Gradually, the outlines of a deal emerged. ADP knew it could not purchase the group outright because Virginia law stipulated, as did most jurisdictions, that only a dental professional could own a dental practice.  American Dental Partners of Virginia could, however, purchase the physical assets like dental chairs and equipment, and employ all the support staff. As RDA owned its building, ADP would also rent the premises.

Affiliation . It called such an arrangement an affiliation. “It’s an acquisition,” says Serrao, “and then we enter into a long-term management agreement… So everybody that used to work for them, now works for us. And their corporation has the dentists in it.” Since physical assets, once used, had relatively little value, ADP essentially purchased the goodwill of the practices with which it affiliated, and allowed the dentists to realize the equity value they built up in the practice over the years.

During their meetings, ADP got a glimpse of the internal dynamics of the practice. “There was dysfunction in the group,” notes Serrao. In one unusual exchange, the younger doctors “Canal, Messina and Fields pulled me aside to basically tell me, don’t trust these guys; we don’t trust them. They charge an exorbitant rent. Don’t let them do that to you,” he recalls. The young dentists were talking about their senior colleagues. Nonetheless, negotiations continued.

The parameters were fairly straightforward. The dentists agreed among themselves that they would continue to divide future earnings according to the percentage each generated. The dentists would retain their Professional Corporation, which would provide professional services to the practice. [10] For its part, ADP would fund future expansion into other parts of Virginia and pay all future expenses. As Mascia recalls:

They felt that we were the most productive group they’d ever seen in terms of per hourly billing and such. Because our location was somewhat of an upper middle class location, they felt that our group’s business model and clinical practice model could be easily duplicated regionally. Their goal was to develop our particular organizational structure over several offices within the Washington, DC area. I think they threw around [a suggestion of] about 30 or 40 offices. That was the original strategic plan.

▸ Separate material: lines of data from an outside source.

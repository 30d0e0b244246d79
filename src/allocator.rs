//! Page allocator over the allocation table in the zero page.
//!
//! One byte per physical page, `PAGE_FREE` or `PAGE_USED`. Allocation is
//! first fit from page 0 upward; page 0 is marked used at initialization and
//! can never be freed, so it is never handed out.

use log::debug;

use crate::address::PhysicalPage;
use crate::constants::*;
use crate::error::{Error, Result};
use crate::memory::PhysicalMemory;

/// Allocate the lowest free physical page.
///
/// The page is zeroed before it is returned. `None` means every page is in
/// use; this is an ordinary outcome, not an error.
pub fn allocate_page(pm: &mut PhysicalMemory) -> Option<PhysicalPage> {
    let page = PhysicalPage::all().find(|&page| pm.alloc_flag(page) == PAGE_FREE)?;
    pm.set_alloc_flag(page, PAGE_USED);
    pm.clear_page(page);
    debug!("allocated physical page {}", page);
    Some(page)
}

/// Return `page` to the free pool.
pub fn free_page(pm: &mut PhysicalMemory, page: PhysicalPage) -> Result<()> {
    if page.is_reserved() {
        return Err(Error::ReservedPage(page));
    }
    if pm.alloc_flag(page) == PAGE_FREE {
        return Err(Error::DoubleFree(page));
    }
    pm.set_alloc_flag(page, PAGE_FREE);
    debug!("freed physical page {}", page);
    Ok(())
}

#[inline]
pub fn is_used(pm: &PhysicalMemory, page: PhysicalPage) -> bool {
    pm.alloc_flag(page) != PAGE_FREE
}

/// Number of used pages, the zero page included.
pub fn used_count(pm: &PhysicalMemory) -> usize {
    pm.alloc_table().iter().filter(|&&flag| flag != PAGE_FREE).count()
}

pub fn free_count(pm: &PhysicalMemory) -> usize {
    PAGE_COUNT - used_count(pm)
}

#[cfg(test)]
mod tests {
    use super::*;
    use crate::address::PhysicalAddress;

    fn pp(n: u32) -> PhysicalPage {
        PhysicalPage::new(n).unwrap()
    }

    #[test]
    fn test_fresh_memory_counts() {
        let pm = PhysicalMemory::new();
        assert_eq!(used_count(&pm), 1);
        assert_eq!(free_count(&pm), PAGE_COUNT - 1);
        assert!(is_used(&pm, PhysicalPage::RESERVED));
    }

    #[test]
    fn test_first_fit_ordering() {
        let mut pm = PhysicalMemory::new();
        // Pages 0, 1, 2 used
        assert_eq!(allocate_page(&mut pm), Some(pp(1)));
        assert_eq!(allocate_page(&mut pm), Some(pp(2)));
        assert_eq!(allocate_page(&mut pm), Some(pp(3)));
    }

    #[test]
    fn test_exhaustion_then_reuse() {
        let mut pm = PhysicalMemory::new();
        for expected in 1..PAGE_COUNT as u32 {
            assert_eq!(allocate_page(&mut pm), Some(pp(expected)));
        }
        assert_eq!(free_count(&pm), 0);
        assert_eq!(allocate_page(&mut pm), None);

        // Freeing one page makes exactly that page the next allocation
        free_page(&mut pm, pp(17)).unwrap();
        assert_eq!(allocate_page(&mut pm), Some(pp(17)));
        assert_eq!(allocate_page(&mut pm), None);
    }

    #[test]
    fn test_lowest_free_wins() {
        let mut pm = PhysicalMemory::new();
        for _ in 0..10 {
            allocate_page(&mut pm).unwrap();
        }
        free_page(&mut pm, pp(8)).unwrap();
        free_page(&mut pm, pp(3)).unwrap();
        assert_eq!(allocate_page(&mut pm), Some(pp(3)));
        assert_eq!(allocate_page(&mut pm), Some(pp(8)));
        assert_eq!(allocate_page(&mut pm), Some(pp(11)));
    }

    #[test]
    fn test_allocated_page_is_zeroed() {
        let mut pm = PhysicalMemory::new();
        let page = allocate_page(&mut pm).unwrap();
        pm.write_at(PhysicalAddress::new(page, 3), 0xAB);
        free_page(&mut pm, page).unwrap();

        let again = allocate_page(&mut pm).unwrap();
        assert_eq!(again, page);
        assert_eq!(pm.read(page.base() + 3), Some(0));
    }

    #[test]
    fn test_double_free_rejected() {
        let mut pm = PhysicalMemory::new();
        let page = allocate_page(&mut pm).unwrap();
        free_page(&mut pm, page).unwrap();
        assert!(matches!(free_page(&mut pm, page), Err(Error::DoubleFree(p)) if p == page));
        assert!(matches!(free_page(&mut pm, pp(40)), Err(Error::DoubleFree(_))));
    }

    #[test]
    fn test_reserved_page_cannot_be_freed() {
        let mut pm = PhysicalMemory::new();
        assert!(matches!(
            free_page(&mut pm, PhysicalPage::RESERVED),
            Err(Error::ReservedPage(_))
        ));
        assert!(is_used(&pm, PhysicalPage::RESERVED));
    }

    #[test]
    fn test_reserved_page_never_allocated() {
        let mut pm = PhysicalMemory::new();
        for _ in 0..2 {
            let mut pages = Vec::new();
            while let Some(page) = allocate_page(&mut pm) {
                assert_ne!(page, PhysicalPage::RESERVED);
                pages.push(page);
            }
            assert_eq!(pages.len(), PAGE_COUNT - 1);
            for page in pages {
                free_page(&mut pm, page).unwrap();
            }
        }
        assert_eq!(pm.alloc_flag(PhysicalPage::RESERVED), PAGE_USED);
        assert_eq!(used_count(&pm), 1);
    }
}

Mascia on the group's business model

By summer 1997, ADP had an idea of the value of the practice. Serrao floated an informal offer to the dentists of $6.1 million. He calculated that ADP’s annual share of RDA’s profit would come to $1.6 million. The first offer was about four times that—an approach ADP had used for previous purchases.

Dodrill let Serrao know that the number was insufficient. “But it was certainly enough for them to be willing to receive a [formal] proposal,” recalls Serrao. So on September 17, 1997, ADP brought an offer to the table. Serrao met with all the partners at Kirkpatrick’s house. The offer was $8.1 million in cash. That included $4 million for the goodwill which the dentists calculated the group had generated. As for governance, ADP suggested a board of three representatives from ADP and three from Reston Dental. Although ADP would own, if the deal went through, what amounted to a de facto majority stake in the operating business, Serrao believed that a 3-3 split would facilitate cooperation between the parties. Issues would be decided by majority vote.


[10] For a summary of the proposal, see Appendix 1.